You do not have to be good. You do not have to walk on your knees for a hundred miles through the desert, repenting. You only have to let the soft animal of your body love what it loves.

-Mary Oliver

Friday 23 November 2007

The storyteller's right

Over the past couple of days, our class has been trying to determine which stories we want to tell for our final project of the term. The format is epic theatre, and the recommendation is to take a human story against a historical backdrop - a time of political upheaval, of war, of off-balance. We started out with about a dozen stories, and it looks as though we've narrowed it down to three themes for as many groups: the slave trade, a George Orwell story about the British occupation of Burma called Shooting an Elephant, and the Israeli-Palestinian conflict.
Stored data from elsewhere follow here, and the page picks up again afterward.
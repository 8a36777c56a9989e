//! Integration tests for business-code and composite-key uniqueness.

use proptest::prelude::*;
use recordkit_core::{Config, Database, EngineError, Model};
use recordkit_testkit::prelude::*;
use std::collections::HashSet;

const KEY: [&str; 2] = ["order_id", "customer_name"];

#[test]
fn new_entity_sees_existing_codes() {
    let db = TestDatabase::new();
    let scope = db.scope();
    let draft = Model::new(&scope, sample_order("SO000001", "Acme", 0));
    assert!(!draft.check_business_code_exist("order_id", "SO000001").unwrap());

    db.seed(sample_order("SO000001", "Acme", 0));
    assert!(draft.check_business_code_exist("order_id", "SO000001").unwrap());
    assert!(!draft.check_business_code_exist("order_id", "SO000002").unwrap());
}

#[test]
fn saved_entity_is_not_its_own_duplicate() {
    let db = TestDatabase::new();
    let saved = db.seed(sample_order("SO000001", "Acme", 0));

    let scope = db.scope();
    let model = Model::new(&scope, saved.clone());
    assert!(!model.check_business_code_exist("order_id", "SO000001").unwrap());
    model.business_code_cannot_repeat("order_id", "SO000001").unwrap();

    let other = db.seed(sample_order("SO000002", "Beta", 0));
    let model = Model::new(&scope, other);
    assert!(model.check_business_code_exist("order_id", "SO000001").unwrap());
    match model.business_code_cannot_repeat("sales_order.order_id", "SO000001") {
        Err(EngineError::Duplicate { table, column, value }) => {
            assert_eq!(table, "sales_order");
            assert_eq!(column, "sales_order.order_id");
            assert_eq!(value, "SO000001");
        }
        other => panic!("expected a duplicate error, got {other:?}"),
    }
}

#[test]
fn two_matches_are_always_duplicates() {
    let db = TestDatabase::new();
    let first = db.seed(sample_order("SO000001", "Acme", 0));
    db.seed(sample_order("SO000002", "Acme", 0));
    let scope = db.scope();
    let model = Model::new(&scope, first);
    assert!(model.check_business_code_exist("customer_name", "Acme").unwrap());
}

#[test]
fn deleted_rows_do_not_count() {
    let db = TestDatabase::new();
    let saved = db.seed(sample_order("SO000001", "Acme", 0));
    let scope = db.scope();
    let model = Model::new(&scope, SalesOrder::default());
    model.del(&[saved.audit.id]).unwrap();
    assert!(!model.check_business_code_exist("order_id", "SO000001").unwrap());
    assert_eq!(
        model.check_business_codes_exist("order_id", &["SO000001"]).unwrap(),
        [false]
    );
}

#[test]
fn malformed_columns_are_rejected() {
    let db = TestDatabase::new();
    let scope = db.scope();
    let model = Model::new(&scope, SalesOrder::default());
    assert!(matches!(
        model.check_business_code_exist("order_id = 1 or 1", "x"),
        Err(EngineError::InvalidColumn { .. })
    ));
    assert!(matches!(
        model.check_unique_keys_exist(&["order_id", "a.b.c"], &["x", "y"]),
        Err(EngineError::InvalidColumn { .. })
    ));
}

#[test]
fn batch_codes_line_up_with_input() {
    let db = TestDatabase::new();
    db.seed(sample_order("SO000001", "Acme", 0));
    db.seed(sample_order("SO000003", "Acme", 0));
    let scope = db.scope();
    let model = Model::new(&scope, SalesOrder::default());
    let found = model
        .check_business_codes_exist("order_id", &["SO000003", "SO000002", "SO000001"])
        .unwrap();
    assert_eq!(found, [true, false, true]);
    let none: [&str; 0] = [];
    assert!(model.check_business_codes_exist("order_id", &none).unwrap().is_empty());
}

#[test]
fn composite_key_single_check() {
    let db = TestDatabase::new();
    let saved = db.seed(sample_order("A", "X", 0));
    let scope = db.scope();

    let draft = Model::new(&scope, SalesOrder::default());
    assert!(draft.check_unique_keys_exist(&KEY, &["A", "X"]).unwrap());
    assert!(!draft.check_unique_keys_exist(&KEY, &["A", "Y"]).unwrap());

    let own = Model::new(&scope, saved);
    assert!(!own.check_unique_keys_exist(&KEY, &["A", "X"]).unwrap());

    assert!(matches!(
        draft.check_unique_keys_exist(&KEY, &["A"]),
        Err(EngineError::InvalidArgument { .. })
    ));
    let no_values: [&str; 0] = [];
    assert!(matches!(
        draft.check_unique_keys_exist(&[], &no_values),
        Err(EngineError::InvalidArgument { .. })
    ));
}

#[test]
fn composite_batch_reports_each_candidate() {
    let db = TestDatabase::new();
    db.seed(sample_order("A", "X", 0));
    let scope = db.scope();
    let model = Model::new(&scope, SalesOrder::default());

    let found = model
        .check_unique_keys_exist_batch(&KEY, &[vec!["A", "X"], vec!["B", "Y"]], &[])
        .unwrap();
    assert_eq!(found, [true, false]);
}

#[test]
fn delimiter_inside_values_does_not_collide() {
    for config in [Config::new(), Config::new().fingerprint_delimiter("|")] {
        let delimiter = config.fingerprint_delimiter;
        let db = TestDatabase::with_config(config);
        db.seed(sample_order(&format!("A{delimiter}B"), "C", 0));
        let scope = db.scope();
        let model = Model::new(&scope, SalesOrder::default());

        let candidates = vec![
            vec![format!("A{delimiter}B"), "C".to_string()],
            vec!["A".to_string(), format!("B{delimiter}C")],
        ];
        let found = model.check_unique_keys_exist_batch(&KEY, &candidates, &[]).unwrap();
        assert_eq!(found, [true, false]);
    }
}

#[test]
fn composite_batch_honours_exclusions() {
    let db = TestDatabase::new();
    let saved = db.seed(sample_order("A", "X", 0));
    let scope = db.scope();
    let model = Model::new(&scope, SalesOrder::default());
    let found = model
        .check_unique_keys_exist_batch(&KEY, &[vec!["A", "X"]], &[saved.audit.id])
        .unwrap();
    assert_eq!(found, [false]);

    let twin = db.seed(sample_order("A", "X", 0));
    let found = model
        .check_unique_keys_exist_batch(&KEY, &[vec!["A", "X"]], &[saved.audit.id])
        .unwrap();
    assert_eq!(found, [true]);
    let found = model
        .check_unique_keys_exist_batch(&KEY, &[vec!["A", "X"]], &[saved.audit.id, twin.audit.id])
        .unwrap();
    assert_eq!(found, [false]);
}

#[test]
fn composite_batch_argument_errors() {
    let db = TestDatabase::new();
    let scope = db.scope();
    let model = Model::new(&scope, SalesOrder::default());
    let empty: Vec<Vec<&str>> = Vec::new();
    assert!(model.check_unique_keys_exist_batch(&KEY, &empty, &[]).unwrap().is_empty());
    assert!(matches!(
        model.check_unique_keys_exist_batch(&[], &[vec!["A"]], &[]),
        Err(EngineError::InvalidArgument { .. })
    ));
    assert!(matches!(
        model.check_unique_keys_exist_batch(&KEY, &[vec!["A", "X"], vec!["B"]], &[]),
        Err(EngineError::InvalidArgument { .. })
    ));
}

#[test]
fn oversized_batch_fails_before_querying() {
    let store = CountingStore::new();
    let calls = store.calls();
    let db = Database::open(store);
    let scope = db.request().actor("u1", "Alice").build();
    let model = Model::new(&scope, SalesOrder::default());

    let candidates: Vec<Vec<String>> = (0..501)
        .map(|n| vec![format!("SO{n:06}"), "Acme".to_string()])
        .collect();
    let err = model
        .check_unique_keys_exist_batch(&KEY, &candidates, &[])
        .unwrap_err();
    assert!(matches!(err, EngineError::BatchTooLarge { size: 501, limit: 500 }));
    assert_eq!(calls.queries(), 0);

    let codes: Vec<String> = candidates.iter().map(|c| c[0].clone()).collect();
    assert!(matches!(
        model.check_business_codes_exist("order_id", &codes),
        Err(EngineError::BatchTooLarge { .. })
    ));
    assert_eq!(calls.queries(), 0);

    model
        .check_unique_keys_exist_batch(&KEY, &candidates[..500], &[])
        .unwrap();
    assert_eq!(calls.finds(), 1);
}

#[test]
fn batch_limit_is_configurable() {
    let db = TestDatabase::with_config(Config::new().batch_limit(2));
    let scope = db.scope();
    let model = Model::new(&scope, SalesOrder::default());
    let candidates = vec![vec!["A", "X"], vec!["B", "X"], vec!["C", "X"]];
    assert!(matches!(
        model.check_unique_keys_exist_batch(&KEY, &candidates, &[]),
        Err(EngineError::BatchTooLarge { size: 3, limit: 2 })
    ));
}

proptest! {
    #![proptest_config(ProptestConfig::with_cases(32))]

    #[test]
    fn batch_agrees_with_single_checks(
        existing in key_candidates_strategy(4),
        candidates in key_candidates_strategy(6),
    ) {
        let db = TestDatabase::new();
        for (order_id, customer) in &existing {
            db.seed(sample_order(order_id, customer, 0));
        }
        let scope = db.scope();
        let model = Model::new(&scope, SalesOrder::default());

        let tuples: Vec<Vec<String>> = candidates
            .iter()
            .map(|(a, b)| vec![a.clone(), b.clone()])
            .collect();
        let batch = model.check_unique_keys_exist_batch(&KEY, &tuples, &[]).unwrap();

        let present: HashSet<_> = existing.iter().collect();
        prop_assert_eq!(batch.len(), candidates.len());
        for (found, candidate) in batch.iter().zip(&candidates) {
            prop_assert_eq!(*found, present.contains(candidate));
            let single = model
                .check_unique_keys_exist(&KEY, &[candidate.0.clone(), candidate.1.clone()])
                .unwrap();
            prop_assert_eq!(*found, single);
        }
    }
}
I chose to be in the last group, and I'm fucking terrified. We haven't chosen a story yet, but just that story, the theme of that conflict is so scary to me. I don't know that it's a story that I feel qualified to tell. It's so present and real and bloody and messy and complicated. In a way there's no objective distance from this theme, and in a way there's far too much. I'm terrified of messing it up. I'm terrified that sometime in the next five years I'll find myself in the West Bank (which could easily happen, based on this peacework investigation I've been doing of late) and feel like I told the wrong story or didn't do it right, or got it wrong. I'm terrified of preaching about something I know nothing about. I'm afraid of presenting in front of the two Israeli students in the morning group, and their reactions, whatever they may be.

And it's far too early in the process to freak out, in a way. But there is something in my gut that is very aware of how hard this will be, and how dangerous it is.

If we pull it off, if we're able to find a supremely human story to extricate from that ridiculous painful political mess, than it will be absolutely powerful and incredible and amazing theatre. If. But right now, when it's early enough that we haven't, I have misgivings galore.